The yellowish-white, opaque fluid, smooth and unctuous to the touch, which separates itself from new milk, and forms a layer on its surface, when removed by skimming, is employed in a variety of culinary preparations. The analyses of the contents of cream have been decided to be, in 100 parts--butter, 3.5; curd, or matter of cheese, 3.5; whey, 92.0. That cream contains an oil, is evinced by its staining clothes in the manner of oil; and when boiled for some time, a little oil floats upon the surface.

The thick animal oil which it contains, the well-known butter, is separated only by agitation, as in the common process of churning, and the cheesy matter remains blended with the whey in the state of buttermilk.

Of the several kinds of cream, the principal are the Devonshire and Dutch clotted creams, the Costorphin cream, and the Scotch sour cream.

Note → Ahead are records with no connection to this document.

//! Wall-clock capability.
//!
//! Expiry decisions read the current time through [`Clock`] so tests can
//! freeze or move time without touching the system clock.

use std::sync::Arc;
use std::sync::atomic::{AtomicI64, Ordering};

/// Source of the current instant, in milliseconds since the Unix epoch.
pub trait Clock: Send + Sync {
    fn now_ms(&self) -> i64;
}

impl<T: Clock + ?Sized> Clock for Arc<T> {
    fn now_ms(&self) -> i64 {
        (**self).now_ms()
    }
}

impl<T: Clock + ?Sized> Clock for Box<T> {
    fn now_ms(&self) -> i64 {
        (**self).now_ms()
    }
}

/// The real system clock.
#[derive(Debug, Clone, Copy, Default)]
pub struct SystemClock;

impl Clock for SystemClock {
    fn now_ms(&self) -> i64 {
        chrono::Utc::now().timestamp_millis()
    }
}

/// A clock that only moves when told to.
#[derive(Debug, Clone)]
pub struct FixedClock {
    now: Arc<AtomicI64>,
}

impl FixedClock {
    pub fn new(now_ms: i64) -> Self {
        Self {
            now: Arc::new(AtomicI64::new(now_ms)),
        }
    }

    pub fn set(&self, now_ms: i64) {
        self.now.store(now_ms, Ordering::SeqCst);
    }

    pub fn advance_ms(&self, delta_ms: i64) {
        self.now.fetch_add(delta_ms, Ordering::SeqCst);
    }
}

impl Clock for FixedClock {
    fn now_ms(&self) -> i64 {
        self.now.load(Ordering::SeqCst)
    }
}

The Devonshire cream is produced by nearly boiling the milk in shallow tin vessels over a charcoal fire, and kept in that state until the whole of the cream is thrown up. It is used for eating with fruits and tarts. The cream from Costorphin, a village of that name near Edinburgh, is accelerated in its separation from three or four days' old milk, by a certain degree of heat; and the Dutch clotted cream--a coagulated mass in which a spoon will stand upright--is manufactured from fresh-drawn milk, which is put into a pan, and stirred with a spoon two or three times a day, to prevent the cream from separating from the milk.

The Scotch "sour cream" is a misnomer; for it is a material produced without cream. A small tub filled with skimmed milk is put into a larger one, containing hot water, and after remaining there all night, the thin milk (called wigg) is drawn off, and the remainder of the contents of the smaller vessel is "sour cream."